What about repeating the same 5 bikes on a velodrome for testing?
Why? Field testing tells you about zero yaw only, and the error ranges are larger, aren't they? Help me understand how field testing is superior in any way except for contextualizing your real world CdA. And honestly, "real world CdA" is best calculated using a slew of assumptions for the variables in the equation -- which is HP =((Cd*A*1/2*rho*V^3)/550) + (mass*(Crr+Cbr)*V/550) -- or software such as Best Bike Split, from a few of your race results or a single race result, if you trust that model's (I think proprietary) histograms for a given course based on the weather API and the "open coast" or "desert planes" input, presumably. I don't frankly, because I just don't think it's that good -- but as a model for the real world, it does just fine. I also don't trust it because I can't see how that stuff is cranked behind the scenes. But it's possibly very good on average.
Besides all that, I'd rather test all these things in the tunnel again and then do a free shootout with the top three, say, using Chung tests/VE in Golden Cheetah.
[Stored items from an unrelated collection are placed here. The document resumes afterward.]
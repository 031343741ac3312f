//! Error types for the migration system
//!
//! Every failure is fatal to the current invocation. Database errors raised by
//! a script or by the bookkeeping write are passed through untouched so the
//! user sees the driver's own message.

use std::path::PathBuf;

use crate::config::ConfigError;

/// Result type alias for migration operations
pub type MigrateResult<T> = Result<T, MigrateError>;

/// Error types for migration operations
#[derive(Debug, thiserror::Error)]
pub enum MigrateError {
    /// The migrations root could not be read
    #[error("Failed to read migrations from {}: {source}", .path.display())]
    Discovery {
        path: PathBuf,
        #[source]
        source: std::io::Error,
    },

    /// The catalog contents are inconsistent (e.g. a duplicated key)
    #[error("Invalid migration catalog: {message}")]
    InvalidCatalog { message: String },

    /// A new migration unit could not be scaffolded
    #[error("Failed to create migration at {}: {source}", .path.display())]
    Create {
        path: PathBuf,
        #[source]
        source: std::io::Error,
    },

    /// The migration title normalizes to nothing usable
    #[error("Invalid migration name: '{title}'")]
    InvalidName { title: String },

    /// Pool construction, connection acquisition, begin or commit failed
    #[error(transparent)]
    Connection(sqlx::Error),

    /// The up/down script was rejected by the database
    #[error(transparent)]
    Script(sqlx::Error),

    /// Inserting or deleting the applied record failed
    #[error(transparent)]
    Bookkeeping(sqlx::Error),

    #[error(transparent)]
    Configuration(#[from] ConfigError),
}

impl MigrateError {
    /// Whether this error came from the database driver
    pub fn is_database(&self) -> bool {
        matches!(
            self,
            MigrateError::Connection(_) | MigrateError::Script(_) | MigrateError::Bookkeeping(_)
        )
    }
}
Because Chung testing is free and relatively easy if you have a place to do it.
All these approaches have strengths and weaknesses. If we're trying to tease out differences between these bikes -- which, per the Cervelo P5 white paper and the Trek Speed Concept White Paper, are somewhat minor -- then the wind tunnel is the best place to do that with the least range of error. I was once a skeptic, but now that I have seen how low the variability is and how tight the controls, I'm a believer.